Multi-Server considerations
Caches are not shared across multiple servers. So the memory needs are typical identical for all servers, no matter how many servers are used. Servers which serve web clients typically need a bit more memory as the client session consume also memory on the server.
Caches
Product 360 has various caches in place which store data in memory in order to reduce the number of requests to the database. For the memory requirements it's important to be aware that some of those caches are held completely in memory. In order to get a better impression we list a few of them here:
Status Cache
The status cache holds current results of all data quality checks for all objects which have such results in memory. This is needed in order to be able to filter lists of items very fast for these data quality results. The memory footprint is not as big as one would expect as those results are stored in a highly optimized form. Since the application relies on the availability of this cache and it's completeness, you can not adjust the number of elements in this cache.
ListModel Cache
The Service API has the possibility to cache complete list models. This is useful for paged list access from Service API clients so they don't need to re-evaluate the query for every page. In case the Service API is not used correctly you might run into memory issues in case this cache is filled with really big list models. The maximum number of cached list model is configured in the ehcache.xml file. If you use V2 or later of the service api the list model cache is not used by default - it really only should be used in case of the paged list model access scenario.
ListProcessor Cache
For analysis purposes needed for example in the dashboards, we do have a ListProcessor cache. This cache holds all records for the requested fields in memory and is able to execute analysis logic on those fields. Mainly used by the dashboard it's size is directly bound to the number of dashboards and how many fields are used in those.
Proxy Cache
The proxy cache loads the basic identifying fields of every entity item which is in the system during server startup into memory. So, for example, the cache has all identifiers of all products, variants or items and all other entities and also their internal database id's. In case an import or service api or other application modules now need to resolve an objects by their identifier, this cache is used. As the cache has all items in memory, he also knows what items do not exist in the database. So this cache not only improves performance for existing items but also for new items. Of course, millions of identifiers do have a memory toll - but the benefits are tremendous. This is why the cache is specifically calculated in the sizing calculator based on the number of items.
DetailModel Cache
Detail models might hold all data for a single object. It's in the nature of those "big" objects to need more time to load from the persistence storage. That's why the detail model cache comes into place. Multiple requests for the same objects will be handled by this cache. Every Desktop client has an own local version of the detail model cache which consumes all available and otherwise not needed memory. The server has a specified amount of memory for this and will not "just grab everything".
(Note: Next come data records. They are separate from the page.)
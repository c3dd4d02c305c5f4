use chrono::{Datelike, NaiveDate, NaiveDateTime, NaiveTime};

pub const WEEKDAYS: [&str; 7] = ["Mon", "Tue", "Wed", "Thu", "Fri", "Sat", "Sun"];

/// Parses a `YYYY-MM-DD` calendar day. Surrounding whitespace is ignored.
pub fn parse_day(s: &str) -> Option<NaiveDate> {
    NaiveDate::parse_from_str(s.trim(), "%Y-%m-%d").ok()
}

/// Monday = 0 .. Sunday = 6.
pub fn weekday_index(date: &NaiveDate) -> usize {
    date.weekday().num_days_from_monday() as usize
}

pub fn clamp_hour(hour: i64) -> usize {
    hour.clamp(0, 23) as usize
}

/// Ordering key for the commit graph: day plus hour, epoch when the day is missing.
pub fn commit_timestamp(day: Option<NaiveDate>, hour: Option<i64>) -> NaiveDateTime {
    let Some(day) = day else {
        return NaiveDateTime::UNIX_EPOCH;
    };
    let hour = hour.map(clamp_hour).unwrap_or(0) as u32;
    let time = NaiveTime::from_hms_opt(hour, 0, 0).unwrap_or(NaiveTime::MIN);
    day.and_time(time)
}

/// Trims `value` and substitutes `fallback` when nothing is left.
pub fn key_or<'a>(value: Option<&'a str>, fallback: &'a str) -> &'a str {
    match value.map(str::trim) {
        Some(v) if !v.is_empty() => v,
        _ => fallback,
    }
}

pub fn truncate(s: &str, max: usize) -> String {
    if s.chars().count() > max {
        let kept: String = s.chars().take(max.saturating_sub(3)).collect();
        format!("{kept}...")
    } else {
        s.to_string()
    }
}

#[cfg(test)]
mod tests {
    use super::*;
    use pretty_assertions::assert_eq;

    #[test]
    fn weekday_index_starts_on_monday() {
        // 2024-01-01 was a Monday, 2024-01-07 a Sunday
        assert_eq!(weekday_index(&parse_day("2024-01-01").unwrap()), 0);
        assert_eq!(weekday_index(&parse_day("2024-01-07").unwrap()), 6);
    }

    #[test]
    fn hours_are_clamped() {
        assert_eq!(clamp_hour(-5), 0);
        assert_eq!(clamp_hour(30), 23);
        assert_eq!(clamp_hour(12), 12);
    }

    #[test]
    fn missing_day_sorts_at_epoch() {
        assert_eq!(commit_timestamp(None, Some(5)), NaiveDateTime::UNIX_EPOCH);
        let ts = commit_timestamp(parse_day("2024-03-02"), None);
        assert_eq!(ts.to_string(), "2024-03-02 00:00:00");
    }

    #[test]
    fn key_or_falls_back_on_blank() {
        assert_eq!(key_or(Some("  Rust "), "Unknown"), "Rust");
        assert_eq!(key_or(Some("   "), "Unknown"), "Unknown");
        assert_eq!(key_or(None, "Unknown"), "Unknown");
    }

    #[test]
    fn bad_days_do_not_parse() {
        assert!(parse_day("2024-13-01").is_none());
        assert!(parse_day("").is_none());
    }
}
Every load of a detail model will put the data into this cache, every save or delete operation will invalidate the cache again. Typically objects like hierarchies, units, users and others do profit the most from this cache - as they are not changed that often.
Dashboard Component Data Cache
For specific dashboard components it is possible to cache the data, which is loaded from the data source and then presented to the dashboard user. This is particularly useful when the query (=Entity Report) behind the data source is very complex and time consuming.
A cache element within this cache equals to an entity item list of one dashboard component instance of one dashboard. A new cache element is also created if the already cached entity item list was loaded by a user with a different ACL combination than the current user, because then the content of the entity item list might differ.
For details on this cache and also the memory usage of it, please refer to chapter "Data caching for dashboard components" of the Configuration Manual.
Network
Product 360 is optimized for mass data handling of rich product data. Using powerful grouping functions in tables with millions of records in multiple views is a central key feature of the desktop client. The Desktop Client is designed and implemented as an intranet application which typically has at least 100 MBit network bandwidth available. Although the Desktop Client works also with less, you might experience longer waiting times in case you load larger tables. The actually needed bandwidth is very different depending on the actual use cases of the users so this sizing guide can not give a definitive answer to this.
Table views in the web and desktop client, the export and also the service api work with large table like structure with possible millions of rows for a few tens of fields. In order to provide these table models in a fast way the network bandwidth between application server and database server must be as best as possible. At least 1 GBit, better would be 10 GBit is required. It is also required, that the network connectivity between the Product 360 Servers is ensured constantly (network connection issues, that last longer than 1 minute will very likely end in a failover scenario and/or in unexpected behavior of the overall Product 360 system).
We do not recommend to have the database in a separate network or in the cloud. For cloud deployments you need to make sure that also the application servers are in the cloud and the network speed between application and database server is fast enough.
Scaling Factors
Users
When we talk about users there exist a lot of different definitions. For this sizing guide we will concentrate on two of them.
Licensed Users
The amount of individual users Product 360 has been licensed for. For the license it makes no difference if the user logs in via web or desktop client or via service api.
Concurrent users
To be able to size the system correctly, the purely licensed number of users is not really important. Some licensed users might work all day with the system, executing mass operations non stop while others just log in once in a while to check something. To be able to size the system correctly we need the number of concurrent users. Users which are logged in and work with the system at the same time, concurrently. This will typically be a mixture of power users and others - this has been taken into account in the sizing.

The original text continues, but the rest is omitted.